Before his mind relaxed into yoke and another tirade started and words flowed through him, his roommate stirred on his tangled mess of a bed. “Hey, why are you here?”

He could smell the stale breath of an alcoholic ogre inside his roommate’s mouth, lingering like a crazy ex, in the crevices of teeth, under the tongue. He answered without attention away from his laptop, “I don’t have class til 2:30.” As the often funny and rarely punctual friend moaned and stretched without getting out of bed, he knew he’d stay in and skip this afternoon’s class; he pictured a beam of signal shooting out from his roommate’s head, an antenna-like device that transmitted the message: hey prof um won’t be coming, have fun, and he thought to himself, what a loser; but breath caught, his speedy heart lurched, rocked by an unknown force.

As if the sky cracked open and down poured were answers, his brooding thoughts aligned — Was there only one way to be a student, a college kid? And if there was, what would it look like? He thought about the poetry he’d read this morning, how he’d felt crushed when people sought to express themselves truly, in ways genuine to them and fraudulent, only, to him. How anger had seeped into his veins and clotted like internal scabs. How his apprehensive reflection stared defiantly in the mirror, and the shards under a violent fist turned into knives planted deep into his own body, glinting and smirking in the dark valves of shrinking cavities. If one way to live, to act, to express and to be, dictated all lives, then genuinity is truly dead, and truly there was no hope in his future, personal and collective; in a society that — increasingly and dauntingly and domineeringly — valued conformity, uniformity, and oneness, he feared for everything and was enraged by everything, before they even happened inside his minutely expansive reality, his trivially indispensable existence.

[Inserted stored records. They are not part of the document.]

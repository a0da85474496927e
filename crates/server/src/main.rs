use std::net::SocketAddr;
use std::path::PathBuf;
use std::sync::Arc;

use anyhow::{Context, Result};
use tokio::signal;
use tracing::{error, info, warn};
use tracing_subscriber::{layer::SubscriberExt, util::SubscriberInitExt};

use convertino_core::{load_config, validate_config, ConversionContext};
use convertino_server::api::create_router;
use convertino_server::state::AppState;

#[tokio::main]
async fn main() {
    if let Err(e) = run().await {
        error!("Fatal error: {:#}", e);
        std::process::exit(1);
    }
}

async fn run() -> Result<()> {
    // Initialize logging
    tracing_subscriber::registry()
        .with(
            tracing_subscriber::EnvFilter::try_from_default_env()
                .unwrap_or_else(|_| "info,tower_http=debug".into()),
        )
        .with(tracing_subscriber::fmt::layer())
        .init();

    let config_path = std::env::var("CONVERTINO_CONFIG")
        .map(PathBuf::from)
        .unwrap_or_else(|_| PathBuf::from("config.toml"));

    info!("Loading configuration from {:?}", config_path);
    let config = load_config(&config_path)
        .with_context(|| format!("Failed to load config from {:?}", config_path))?;

    validate_config(&config).context("Configuration validation failed")?;

    info!("Configuration loaded successfully");
    info!("Settings path: {:?}", config.settings.path);
    info!("FFmpeg binary: {:?}", config.engine.ffmpeg_path);

    let context = ConversionContext::from_config(&config)
        .await
        .context("Failed to initialize conversion context")?;
    info!(
        "Conversion context ready (engine: {}, max concurrency: {})",
        context.engine_name(),
        context.settings().max_concurrency
    );

    let engine = context.engine_status();
    if !engine.ready {
        warn!(
            "FFmpeg is not usable ({}); conversions will fail until it is installed",
            engine.error.as_deref().unwrap_or("unknown error")
        );
    }

    register_startup_files(&context, std::env::args().skip(1)).await;

    let state = Arc::new(AppState::new(config.clone(), context));
    let app = create_router(Arc::clone(&state));

    let addr = SocketAddr::new(config.server.host, config.server.port);
    info!("Starting server on {}", addr);

    let listener = tokio::net::TcpListener::bind(addr)
        .await
        .with_context(|| format!("Failed to bind to {}", addr))?;

    axum::serve(listener, app)
        .with_graceful_shutdown(shutdown_signal())
        .await
        .context("Server error")?;

    info!("Server shutting down...");
    state.context().shutdown().await;
    info!("Orchestrator stopped");

    Ok(())
}

/// Register files passed on the command line ("open with").
async fn register_startup_files(
    context: &ConversionContext,
    paths: impl Iterator<Item = String>,
) {
    for path in paths {
        match context.register_file(&path).await {
            Ok(entry) => info!(
                "Registered {} from the command line as file {}",
                path, entry.id
            ),
            Err(e) => warn!("Could not register {} from the command line: {}", path, e),
        }
    }
}

/// Wait for shutdown signal (Ctrl+C or SIGTERM)
async fn shutdown_signal() {
    let ctrl_c = async {
        if let Err(e) = signal::ctrl_c().await {
            error!("Failed to listen for Ctrl+C: {}", e);
            std::future::pending::<()>().await;
        }
    };

    #[cfg(unix)]
    let terminate = async {
        match signal::unix::signal(signal::unix::SignalKind::terminate()) {
            Ok(mut sigterm) => {
                sigterm.recv().await;
            }
            Err(e) => {
                error!("Failed to install SIGTERM handler: {}", e);
                std::future::pending::<()>().await;
            }
        }
    };

    #[cfg(not(unix))]
    let terminate = std::future::pending::<()>();

    tokio::select! {
        _ = ctrl_c => {},
        _ = terminate => {},
    }
}
//! Types for the file registry.

use chrono::{DateTime, Utc};
use serde::{Deserialize, Serialize};
use std::collections::BTreeSet;
use std::fmt;
use std::path::PathBuf;
use thiserror::Error;

use crate::capabilities::LogicalType;
use crate::inspect::InspectError;

/// Placeholder target before the user picks an output extension.
pub const UNSELECTED: &str = "unselected";

/// Identifier of a registered file.
///
/// Assigned from a monotonic counter and never reused within a process.
#[derive(Debug, Clone, Copy, PartialEq, Eq, Hash, PartialOrd, Ord, Serialize, Deserialize)]
#[serde(transparent)]
pub struct FileId(u64);

impl FileId {
    pub fn new(value: u64) -> Self {
        Self(value)
    }

    pub fn get(self) -> u64 {
        self.0
    }
}

impl From<u64> for FileId {
    fn from(value: u64) -> Self {
        Self(value)
    }
}

impl fmt::Display for FileId {
    fn fmt(&self, f: &mut fmt::Formatter<'_>) -> fmt::Result {
        write!(f, "{}", self.0)
    }
}

/// Lifecycle status of a registered file's conversion.
#[derive(Debug, Clone, Copy, PartialEq, Eq, Hash, Default, Serialize, Deserialize)]
#[serde(rename_all = "snake_case")]
pub enum ConversionStatus {
    #[default]
    Idle,
    Queued,
    Processing,
    Failed,
    Success,
    Cancelled,
}

impl ConversionStatus {
    pub const ALL: [ConversionStatus; 6] = [
        Self::Idle,
        Self::Queued,
        Self::Processing,
        Self::Failed,
        Self::Success,
        Self::Cancelled,
    ];

    /// Queued or processing: the file is owned by the orchestrator.
    pub fn is_active(&self) -> bool {
        matches!(self, Self::Queued | Self::Processing)
    }

    /// Whether the status is a final outcome of a conversion attempt.
    pub fn is_terminal(&self) -> bool {
        matches!(self, Self::Failed | Self::Success | Self::Cancelled)
    }

    pub fn as_str(&self) -> &'static str {
        match self {
            Self::Idle => "idle",
            Self::Queued => "queued",
            Self::Processing => "processing",
            Self::Failed => "failed",
            Self::Success => "success",
            Self::Cancelled => "cancelled",
        }
    }
}

impl fmt::Display for ConversionStatus {
    fn fmt(&self, f: &mut fmt::Formatter<'_>) -> fmt::Result {
        f.write_str(self.as_str())
    }
}

/// A file registered for conversion.
#[derive(Debug, Clone, PartialEq, Eq, Serialize, Deserialize)]
pub struct FileEntry {
    pub id: FileId,
    pub dir_path: PathBuf,
    pub full_file_name: String,
    /// File name without extension.
    pub file_name: String,
    /// Normalized (lowercase, no dot) source extension.
    pub file_extension: String,
    pub file_type: LogicalType,
    pub full_path: PathBuf,
    /// Chosen output extension, or [`UNSELECTED`].
    pub selected_extension: String,
    /// Outputs the file may be converted to.
    pub convertibles: BTreeSet<String>,
    pub conversion_status: ConversionStatus,
    /// Percentage, present only while processing.
    #[serde(skip_serializing_if = "Option::is_none")]
    pub progress: Option<u8>,
    /// Last failure reason, present only while failed.
    #[serde(skip_serializing_if = "Option::is_none")]
    pub error: Option<String>,
    pub is_supported: bool,
}

impl FileEntry {
    pub fn has_target(&self) -> bool {
        self.selected_extension != UNSELECTED
    }
}

/// Whether the registry currently holds any files.
#[derive(Debug, Clone, Copy, PartialEq, Eq, Default, Serialize, Deserialize)]
#[serde(rename_all = "snake_case")]
pub enum RegistryState {
    #[default]
    Empty,
    Populated,
}

/// Registry-scoped error shown to the user after a rejected registration.
#[derive(Debug, Clone, PartialEq, Eq, Serialize, Deserialize)]
pub struct RegistryNotice {
    pub message: String,
    pub path: PathBuf,
    pub at: DateTime<Utc>,
}

/// Errors returned by registry operations.
#[derive(Debug, Error)]
pub enum RegistryError {
    #[error("Unsupported file type '{file_type}' for extension '{extension}'")]
    UnsupportedType {
        extension: String,
        file_type: LogicalType,
    },

    #[error("Invalid target '{extension}' for file {id}: {reason}")]
    InvalidTarget {
        id: FileId,
        extension: String,
        reason: String,
    },

    #[error("File not found: {0}")]
    NotFound(FileId),

    #[error("File {0} is queued or processing")]
    Active(FileId),

    #[error(transparent)]
    Inspect(#[from] InspectError),
}

#[cfg(test)]
mod tests {
    use super::*;

    #[test]
    fn test_status_classification() {
        assert!(ConversionStatus::Queued.is_active());
        assert!(ConversionStatus::Processing.is_active());
        assert!(!ConversionStatus::Idle.is_active());
        assert!(ConversionStatus::Cancelled.is_terminal());
        assert!(!ConversionStatus::Processing.is_terminal());
    }

    #[test]
    fn test_status_serializes_snake_case() {
        let json = serde_json::to_string(&ConversionStatus::Processing).unwrap();
        assert_eq!(json, "\"processing\"");
    }

    #[test]
    fn test_file_id_is_transparent() {
        let json = serde_json::to_string(&FileId::new(7)).unwrap();
        assert_eq!(json, "7");
        assert_eq!(FileId::from(7).to_string(), "7");
    }
}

A swivel in his chair showed him a panoramic a view outside his windows, the great beyond of this room amidst the perennial leaves and the meandering footpaths. There’d been such fantasies outside of his room; then a terrible thought was whispered, a valiant flag inserted, a gentle beauty removed his sweat-soaked blindfold: outsider, insider, the shunned and the hip, all were nothing but crude distinctions drawn by equally confused and lost people, flailing in the same big ocean to reach out for a buoy or a lifeline. The consciousness — his reality was his to craft — he’d been awakened to when he stepped into this new environment, the excitement, the gratitude, all swept away by cynicism and insecurity — and how to fix this, this broken thinking machine lodged inside. He planned, and stopped planning, a wrench pulled in time, a button pushed before siren sounded, and eventually, he simply pulled out his phone, notification reminding him of reunion tomorrow evening, he texted people: hey, won’t be coming, have fun. And he started to envision what contentment, growth, genuinity in years ahead, in his path, would look like for him.